Spatial-Temporal Data Mining in Wireless Sensor Networks

 

V. K. Patle

School of Studies in Computer Science and I.T., Pt. Ravishankar Shukla University Raipur C.G.

*Corresponding Author E-mail: patlevinod@gmail.com

 

ABSTRACT:

Data mining techniques are use to discover a meaningful knowledge from data set. These mining techniques have been applied to intrusion detection, customized marketing, web personalization and many real-life problems. Knowledge discovery from sensor data is an emerging research area because of its variety of applications are presents for our society. Wireless Sensor Networks (WSN), produce large scale of data in the form of streams. Spatiotemporal Mining in the sensor data provides useful information for different applications.

 

KEYWORDS: WSN, Spatial-Temporal Data Mining.

 


1    INTRODUCTION:

Sensor networks are found in increasing number of applications in many areas, including battle fields, smart buildings, and even the human body.
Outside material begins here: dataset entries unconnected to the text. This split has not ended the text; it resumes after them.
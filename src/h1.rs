//! HTTP/1.x transport: a keep-alive connection pool over
//! `hyper::client::conn`.

use std::{
    collections::{HashMap, VecDeque},
    sync::{Arc, Mutex, Weak},
    task::{Context, Poll},
    time::{Duration, Instant},
};

use futures_util::{future::poll_fn, task::noop_waker_ref};
use hyper::client::conn::{self, SendRequest};
use log::{debug, trace};
use tokio::sync::{OwnedSemaphorePermit, Semaphore};
use tokio_util::sync::CancellationToken;

use crate::{
    alpn::Origin,
    body::ResponseBody,
    connect::{Connector, MaybeTls},
    error::{Error, TimedOut},
};

/// Reports whether a pooled `SendRequest` has been closed, without blocking.
fn sender_is_closed<B>(sender: &mut SendRequest<B>) -> bool {
    let mut cx = Context::from_waker(noop_waker_ref());
    matches!(sender.poll_ready(&mut cx), Poll::Ready(Err(_)))
}

/// Scheduling order for idle pooled connections.
#[derive(Debug, Clone, Copy, PartialEq, Eq)]
pub enum Scheduling {
    /// Oldest idle connection is reused first.
    Fifo,
    /// Most recently parked connection is reused first.
    Lifo,
}

/// HTTP/1.x pool and connection options.
#[derive(Debug, Clone)]
pub struct Http1Options {
    pub(crate) keep_alive: bool,
    pub(crate) keep_alive_timeout: Duration,
    pub(crate) max_sockets: Option<usize>,
    pub(crate) max_total_sockets: Option<usize>,
    pub(crate) max_free_sockets: usize,
    pub(crate) socket_timeout: Option<Duration>,
    pub(crate) scheduling: Scheduling,
}

impl Default for Http1Options {
    fn default() -> Http1Options {
        Http1Options {
            keep_alive: true,
            keep_alive_timeout: Duration::from_millis(1_000),
            max_sockets: None,
            max_total_sockets: None,
            max_free_sockets: 256,
            socket_timeout: None,
            scheduling: Scheduling::Fifo,
        }
    }
}

impl Http1Options {
    /// Creates the default option set.
    pub fn new() -> Http1Options {
        Http1Options::default()
    }

    /// Enables or disables connection reuse. Default is enabled.
    pub fn keep_alive(mut self, enabled: bool) -> Http1Options {
        self.keep_alive = enabled;
        self
    }

    /// How long an idle connection stays eligible for reuse. Default 1s.
    pub fn keep_alive_timeout(mut self, timeout: Duration) -> Http1Options {
        self.keep_alive_timeout = timeout;
        self
    }

    /// Caps concurrent connections per origin. Default unlimited.
    pub fn max_sockets(mut self, max: usize) -> Http1Options {
        self.max_sockets = Some(max);
        self
    }

    /// Caps concurrent connections across all origins. Default unlimited.
    pub fn max_total_sockets(mut self, max: usize) -> Http1Options {
        self.max_total_sockets = Some(max);
        self
    }

    /// Caps idle connections kept per origin. Default 256.
    pub fn max_free_sockets(mut self, max: usize) -> Http1Options {
        self.max_free_sockets = max;
        self
    }

    /// Bounds the wait for response headers on one request.
    pub fn socket_timeout(mut self, timeout: Duration) -> Http1Options {
        self.socket_timeout = Some(timeout);
        self
    }

    /// Selects the idle reuse order. Default FIFO.
    pub fn scheduling(mut self, scheduling: Scheduling) -> Http1Options {
        self.scheduling = scheduling;
        self
    }
}

/// The HTTP/1.x transport: one request at a time per connection, pooled
/// per origin.
pub(crate) struct H1Transport {
    inner: Arc<PoolInner>,
}

struct PoolInner {
    connector: Arc<Connector>,
    opts: Http1Options,
    total: Option<Arc<Semaphore>>,
    pools: Mutex<HashMap<Origin, PerOrigin>>,
}

struct PerOrigin {
    idle: VecDeque<Idle>,
    limit: Option<Arc<Semaphore>>,
}

struct Idle {
    conn: PooledConn,
    since: Instant,
}

/// A connection checked out of (or dialed for) the pool. Exactly one
/// in-flight request may use it; it returns to the pool through
/// [`PooledConn::release`] once the response body is fully consumed, and
/// is destroyed on drop otherwise.
pub(crate) struct PooledConn {
    sender: SendRequest<hyper::Body>,
    origin: Origin,
    pool: Weak<PoolInner>,
    _permits: Permits,
}

struct Permits {
    _per_origin: Option<OwnedSemaphorePermit>,
    _total: Option<OwnedSemaphorePermit>,
}

impl H1Transport {
    pub(crate) fn new(connector: Arc<Connector>, opts: Http1Options) -> H1Transport {
        let total = opts
            .max_total_sockets
            .map(|n| Arc::new(Semaphore::new(n.max(1))));
        H1Transport {
            inner: Arc::new(PoolInner {
                connector,
                opts,
                total,
                pools: Mutex::new(HashMap::new()),
            }),
        }
    }

    /// Issues one request. A pre-negotiated socket from the ALPN probe is
    /// used directly (still billed against the pool); otherwise a pooled
    /// or fresh connection is used.
    pub(crate) async fn request(
        &self,
        origin: &Origin,
        req: http::Request<hyper::Body>,
        handoff: Option<MaybeTls>,
        signal: &CancellationToken,
        shutdown: &CancellationToken,
    ) -> crate::Result<http::Response<ResponseBody>> {
        let mut conn = match handoff {
            Some(io) => {
                let permits = self.billing(origin, signal, shutdown).await?;
                self.handshake(origin, io, permits).await?
            }
            None => self.acquire(origin, signal, shutdown).await?,
        };

        let in_flight = conn.sender.send_request(req);
        let socket_timeout = self.inner.opts.socket_timeout;
        let response = async move {
            match socket_timeout {
                Some(timeout) => match tokio::time::timeout(timeout, in_flight).await {
                    Ok(res) => res.map_err(Error::request),
                    Err(_) => Err(Error::request(TimedOut)),
                },
                None => in_flight.await.map_err(Error::request),
            }
        };

        let res = tokio::select! {
            // Dropping `conn` here closes the socket; an aborted request
            // never returns its connection to the pool.
            _ = signal.cancelled() => return Err(Error::abort()),
            _ = shutdown.cancelled() => return Err(Error::abort()),
            res = response => res?,
        };

        let (parts, body) = res.into_parts();
        let body = ResponseBody::h1(body, Some(conn), &[signal, shutdown]);
        Ok(http::Response::from_parts(parts, body))
    }

    async fn acquire(
        &self,
        origin: &Origin,
        signal: &CancellationToken,
        shutdown: &CancellationToken,
    ) -> crate::Result<PooledConn> {
        while let Some(mut conn) = self.pop_idle(origin) {
            match poll_fn(|cx| conn.sender.poll_ready(cx)).await {
                Ok(()) => {
                    trace!("reusing http/1 connection to {origin}");
                    return Ok(conn);
                }
                Err(e) => trace!("discarding broken idle connection to {origin}: {e}"),
            }
        }

        let permits = self.billing(origin, signal, shutdown).await?;
        let io = self.inner.connector.connect_h1(origin, signal).await?;
        self.handshake(origin, io, permits).await
    }

    fn pop_idle(&self, origin: &Origin) -> Option<PooledConn> {
        let mut pools = self.inner.pools.lock().expect("h1 pool poisoned");
        let per = pools.get_mut(origin)?;
        loop {
            let mut idle = match self.inner.opts.scheduling {
                Scheduling::Fifo => per.idle.pop_front(),
                Scheduling::Lifo => per.idle.pop_back(),
            }?;
            if sender_is_closed(&mut idle.conn.sender) {
                trace!("dropping closed idle connection to {origin}");
                continue;
            }
            if idle.since.elapsed() > self.inner.opts.keep_alive_timeout {
                trace!("dropping expired idle connection to {origin}");
                continue;
            }
            return Some(idle.conn);
        }
    }

    /// Accounts a new connection against the per-origin and global caps,
    /// waiting for capacity when a cap is reached.
    async fn billing(
        &self,
        origin: &Origin,
        signal: &CancellationToken,
        shutdown: &CancellationToken,
    ) -> crate::Result<Permits> {
        let per_origin = {
            let mut pools = self.inner.pools.lock().expect("h1 pool poisoned");
            let per = pools
                .entry(origin.clone())
                .or_insert_with(|| PerOrigin::new(self.inner.opts.max_sockets));
            per.limit.clone()
        };

        let acquire = async {
            let per_origin = match per_origin {
                Some(sem) => Some(
                    sem.acquire_owned()
                        .await
                        .map_err(|_| Error::abort())?,
                ),
                None => None,
            };
            let total = match &self.inner.total {
                Some(sem) => Some(
                    sem.clone()
                        .acquire_owned()
                        .await
                        .map_err(|_| Error::abort())?,
                ),
                None => None,
            };
            Ok(Permits {
                _per_origin: per_origin,
                _total: total,
            })
        };

        tokio::select! {
            _ = signal.cancelled() => Err(Error::abort()),
            _ = shutdown.cancelled() => Err(Error::abort()),
            permits = acquire => permits,
        }
    }

    async fn handshake(
        &self,
        origin: &Origin,
        io: MaybeTls,
        permits: Permits,
    ) -> crate::Result<PooledConn> {
        let (sender, connection) = conn::Builder::new()
            .handshake::<MaybeTls, hyper::Body>(io)
            .await
            .map_err(Error::connect)?;

        let log_origin = origin.clone();
        tokio::spawn(async move {
            if let Err(e) = connection.await {
                debug!("http/1 connection to {log_origin} ended with error: {e}");
            }
        });

        trace!("opened http/1 connection to {origin}");
        Ok(PooledConn {
            sender,
            origin: origin.clone(),
            pool: Arc::downgrade(&self.inner),
            _permits: permits,
        })
    }

    /// Closes every idle connection. Checked-out connections die when
    /// their in-flight request observes the shutdown token.
    pub(crate) fn reset(&self) {
        let mut pools = self.inner.pools.lock().expect("h1 pool poisoned");
        for (origin, per) in pools.iter() {
            if !per.idle.is_empty() {
                trace!("closing {} idle connection(s) to {origin}", per.idle.len());
            }
        }
        pools.clear();
    }
}

impl PerOrigin {
    fn new(max_sockets: Option<usize>) -> PerOrigin {
        PerOrigin {
            idle: VecDeque::new(),
            limit: max_sockets.map(|n| Arc::new(Semaphore::new(n.max(1)))),
        }
    }
}

impl PooledConn {
    /// Parks the connection for reuse. Called when a response body reaches
    /// EOF with the connection still healthy; any other path drops the
    /// connection instead.
    pub(crate) fn release(mut self) {
        let pool = match self.pool.upgrade() {
            Some(pool) => pool,
            None => return,
        };
        if !pool.opts.keep_alive || sender_is_closed(&mut self.sender) {
            return;
        }

        let mut pools = pool.pools.lock().expect("h1 pool poisoned");
        let per = match pools.get_mut(&self.origin) {
            Some(per) => per,
            // The pool was reset while this request was in flight.
            None => return,
        };
        if per.idle.len() >= pool.opts.max_free_sockets {
            trace!("idle pool for {} full, closing connection", self.origin);
            return;
        }
        per.idle.push_back(Idle {
            conn: self,
            since: Instant::now(),
        });
    }
}

#[cfg(test)]
mod tests {
    use super::*;

    #[test]
    fn default_options() {
        let opts = Http1Options::default();
        assert!(opts.keep_alive);
        assert_eq!(opts.keep_alive_timeout, Duration::from_millis(1_000));
        assert_eq!(opts.max_sockets, None);
        assert_eq!(opts.max_total_sockets, None);
        assert_eq!(opts.max_free_sockets, 256);
        assert_eq!(opts.socket_timeout, None);
        assert_eq!(opts.scheduling, Scheduling::Fifo);
    }

    #[test]
    fn option_setters_chain() {
        let opts = Http1Options::new()
            .keep_alive(false)
            .max_sockets(4)
            .max_total_sockets(16)
            .max_free_sockets(2)
            .socket_timeout(Duration::from_secs(5))
            .scheduling(Scheduling::Lifo);
        assert!(!opts.keep_alive);
        assert_eq!(opts.max_sockets, Some(4));
        assert_eq!(opts.max_total_sockets, Some(16));
        assert_eq!(opts.max_free_sockets, 2);
        assert_eq!(opts.socket_timeout, Some(Duration::from_secs(5)));
        assert_eq!(opts.scheduling, Scheduling::Lifo);
    }
}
Most sensor networks consist of a collection of light-weight (possibly mobile) sensors connected via wireless links to each other or to a more powerful gateway node that is in turn connected with an external network through either wired or wireless connections. Sensor nodes usually communicate in a peer-to-peer architecture over an asynchronous network. In many applications, sensors are deployed in hostile and difficult to access locations with constraints on weight, power supply, and cost. Moreover, sensors must process a continuous (possibly fast) stream of data. Data mining in wireless sensor networks (WSNs) is a challenging area, as algorithms need to work in extremely demanding and constrained environment of sensor networks (such as  bounded energy, storage, bandwidth, and computational power). WSNs also require highly decentralized algorithms [1, 2].

 

Development of algorithms that take into consideration the characteristics of sensor networks, such as energy and computation constraints, network dynamics, and faults, constitute an area of current research. Some work has been done in developing localized, collaborative, and distributed and self-configuration mechanisms in sensor networks.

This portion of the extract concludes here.